■ TASK DESCRIPTION
Lines containing the word "GetPromptRequestParam" are the ones to copy from the records below.

■ SUPPLIED DATA
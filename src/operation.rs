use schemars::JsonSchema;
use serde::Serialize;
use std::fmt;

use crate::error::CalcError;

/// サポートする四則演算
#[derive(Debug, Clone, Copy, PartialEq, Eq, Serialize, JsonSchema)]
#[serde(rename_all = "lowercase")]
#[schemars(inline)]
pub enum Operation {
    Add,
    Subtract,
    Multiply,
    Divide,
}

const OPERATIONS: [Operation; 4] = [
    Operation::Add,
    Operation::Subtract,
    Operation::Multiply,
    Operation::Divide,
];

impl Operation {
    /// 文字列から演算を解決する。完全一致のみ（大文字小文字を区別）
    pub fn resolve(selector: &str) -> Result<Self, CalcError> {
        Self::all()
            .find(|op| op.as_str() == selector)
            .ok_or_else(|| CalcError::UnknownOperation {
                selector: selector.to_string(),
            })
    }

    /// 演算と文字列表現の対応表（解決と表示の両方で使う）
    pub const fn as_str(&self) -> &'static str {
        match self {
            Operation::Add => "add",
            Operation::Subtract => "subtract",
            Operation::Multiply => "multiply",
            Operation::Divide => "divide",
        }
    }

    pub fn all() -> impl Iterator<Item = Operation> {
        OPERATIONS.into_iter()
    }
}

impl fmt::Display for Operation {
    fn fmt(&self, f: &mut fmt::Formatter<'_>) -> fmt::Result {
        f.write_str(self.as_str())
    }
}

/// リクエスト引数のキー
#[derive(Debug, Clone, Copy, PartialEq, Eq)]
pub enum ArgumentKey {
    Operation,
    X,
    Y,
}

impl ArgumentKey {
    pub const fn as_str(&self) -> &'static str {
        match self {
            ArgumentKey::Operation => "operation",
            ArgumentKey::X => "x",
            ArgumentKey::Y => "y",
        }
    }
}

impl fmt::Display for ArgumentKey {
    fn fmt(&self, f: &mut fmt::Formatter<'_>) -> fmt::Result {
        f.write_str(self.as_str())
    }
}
---
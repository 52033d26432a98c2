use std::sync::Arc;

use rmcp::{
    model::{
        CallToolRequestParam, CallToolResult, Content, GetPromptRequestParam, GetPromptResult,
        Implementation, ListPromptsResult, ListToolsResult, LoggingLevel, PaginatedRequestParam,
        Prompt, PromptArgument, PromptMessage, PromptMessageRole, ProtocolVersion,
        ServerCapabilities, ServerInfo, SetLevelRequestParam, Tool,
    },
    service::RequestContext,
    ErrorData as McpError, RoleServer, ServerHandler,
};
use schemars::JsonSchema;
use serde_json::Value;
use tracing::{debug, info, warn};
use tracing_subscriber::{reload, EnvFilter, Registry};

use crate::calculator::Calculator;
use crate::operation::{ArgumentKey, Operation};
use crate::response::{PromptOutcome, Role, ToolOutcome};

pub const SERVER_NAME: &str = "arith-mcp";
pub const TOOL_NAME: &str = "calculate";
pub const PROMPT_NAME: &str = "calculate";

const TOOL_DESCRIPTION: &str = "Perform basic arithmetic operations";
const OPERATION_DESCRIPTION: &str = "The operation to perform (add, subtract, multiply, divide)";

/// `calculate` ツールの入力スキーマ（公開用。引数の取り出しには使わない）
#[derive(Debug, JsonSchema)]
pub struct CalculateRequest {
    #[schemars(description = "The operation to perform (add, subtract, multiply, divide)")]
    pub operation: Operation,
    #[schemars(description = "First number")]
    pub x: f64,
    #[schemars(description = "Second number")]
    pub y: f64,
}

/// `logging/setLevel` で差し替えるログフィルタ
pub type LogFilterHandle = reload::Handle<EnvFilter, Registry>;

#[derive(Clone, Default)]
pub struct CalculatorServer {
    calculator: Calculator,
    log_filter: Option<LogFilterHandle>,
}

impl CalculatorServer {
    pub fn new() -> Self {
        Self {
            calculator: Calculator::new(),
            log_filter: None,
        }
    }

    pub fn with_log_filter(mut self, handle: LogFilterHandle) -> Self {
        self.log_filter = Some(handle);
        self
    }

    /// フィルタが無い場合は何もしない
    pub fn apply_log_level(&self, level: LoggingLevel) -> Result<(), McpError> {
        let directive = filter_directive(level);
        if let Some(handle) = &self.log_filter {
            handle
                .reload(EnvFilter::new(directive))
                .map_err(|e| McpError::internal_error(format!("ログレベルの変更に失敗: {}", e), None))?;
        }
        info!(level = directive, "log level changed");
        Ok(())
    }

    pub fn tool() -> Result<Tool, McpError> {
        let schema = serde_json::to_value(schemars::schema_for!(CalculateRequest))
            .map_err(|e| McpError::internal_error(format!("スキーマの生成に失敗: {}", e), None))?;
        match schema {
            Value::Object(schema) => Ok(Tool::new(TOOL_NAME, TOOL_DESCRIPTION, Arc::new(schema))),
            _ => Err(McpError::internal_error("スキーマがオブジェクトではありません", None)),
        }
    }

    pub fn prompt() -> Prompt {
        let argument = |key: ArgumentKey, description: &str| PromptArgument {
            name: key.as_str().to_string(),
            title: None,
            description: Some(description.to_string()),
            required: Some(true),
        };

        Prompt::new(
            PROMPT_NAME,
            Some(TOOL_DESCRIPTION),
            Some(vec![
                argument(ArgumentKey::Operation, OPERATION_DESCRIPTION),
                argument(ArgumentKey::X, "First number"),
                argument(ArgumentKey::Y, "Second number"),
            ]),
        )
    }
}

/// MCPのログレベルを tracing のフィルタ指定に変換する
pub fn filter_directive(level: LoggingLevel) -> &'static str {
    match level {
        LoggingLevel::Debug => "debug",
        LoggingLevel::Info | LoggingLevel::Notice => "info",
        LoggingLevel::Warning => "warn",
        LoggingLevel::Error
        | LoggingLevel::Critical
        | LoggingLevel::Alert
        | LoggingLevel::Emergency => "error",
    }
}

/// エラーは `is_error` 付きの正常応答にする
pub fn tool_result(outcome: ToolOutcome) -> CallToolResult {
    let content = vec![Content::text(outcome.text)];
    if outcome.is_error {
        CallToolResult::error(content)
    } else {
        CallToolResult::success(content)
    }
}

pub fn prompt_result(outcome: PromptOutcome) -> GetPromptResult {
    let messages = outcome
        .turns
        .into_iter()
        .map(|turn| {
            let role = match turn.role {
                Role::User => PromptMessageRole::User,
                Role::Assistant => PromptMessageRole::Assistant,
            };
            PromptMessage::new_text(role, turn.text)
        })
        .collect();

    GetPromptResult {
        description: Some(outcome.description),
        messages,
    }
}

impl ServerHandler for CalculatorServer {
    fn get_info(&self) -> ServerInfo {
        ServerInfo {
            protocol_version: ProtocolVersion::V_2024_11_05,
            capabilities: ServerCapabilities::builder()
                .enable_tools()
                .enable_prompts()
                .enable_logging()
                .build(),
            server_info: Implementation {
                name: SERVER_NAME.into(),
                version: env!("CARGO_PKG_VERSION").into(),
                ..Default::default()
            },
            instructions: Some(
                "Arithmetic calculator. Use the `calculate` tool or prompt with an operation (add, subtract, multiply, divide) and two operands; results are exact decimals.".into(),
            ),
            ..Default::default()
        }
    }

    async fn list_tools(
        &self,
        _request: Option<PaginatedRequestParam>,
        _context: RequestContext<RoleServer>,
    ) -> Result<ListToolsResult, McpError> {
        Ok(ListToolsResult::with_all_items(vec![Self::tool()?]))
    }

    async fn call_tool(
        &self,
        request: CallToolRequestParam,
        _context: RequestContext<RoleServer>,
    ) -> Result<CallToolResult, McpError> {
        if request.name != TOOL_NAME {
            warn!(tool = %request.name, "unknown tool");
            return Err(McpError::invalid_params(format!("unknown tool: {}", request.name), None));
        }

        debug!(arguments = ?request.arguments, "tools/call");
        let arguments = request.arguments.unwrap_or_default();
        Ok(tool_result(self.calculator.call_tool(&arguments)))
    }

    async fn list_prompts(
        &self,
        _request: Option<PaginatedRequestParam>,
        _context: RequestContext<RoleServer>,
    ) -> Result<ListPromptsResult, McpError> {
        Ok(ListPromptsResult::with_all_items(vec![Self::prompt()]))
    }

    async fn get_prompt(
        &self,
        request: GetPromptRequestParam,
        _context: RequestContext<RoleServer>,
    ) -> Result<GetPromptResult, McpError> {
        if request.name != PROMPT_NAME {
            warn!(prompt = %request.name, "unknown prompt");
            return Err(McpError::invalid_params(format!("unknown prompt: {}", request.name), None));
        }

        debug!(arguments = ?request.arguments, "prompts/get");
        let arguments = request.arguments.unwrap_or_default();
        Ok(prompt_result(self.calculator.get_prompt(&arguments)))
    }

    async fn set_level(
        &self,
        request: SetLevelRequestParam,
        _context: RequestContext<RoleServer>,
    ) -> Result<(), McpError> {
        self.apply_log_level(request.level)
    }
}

■ RESPONSE AREA
        CallToolRequestParam, CallToolResult, Content, GetPromptRequestParam, GetPromptResult,
        request: GetPromptRequestParam,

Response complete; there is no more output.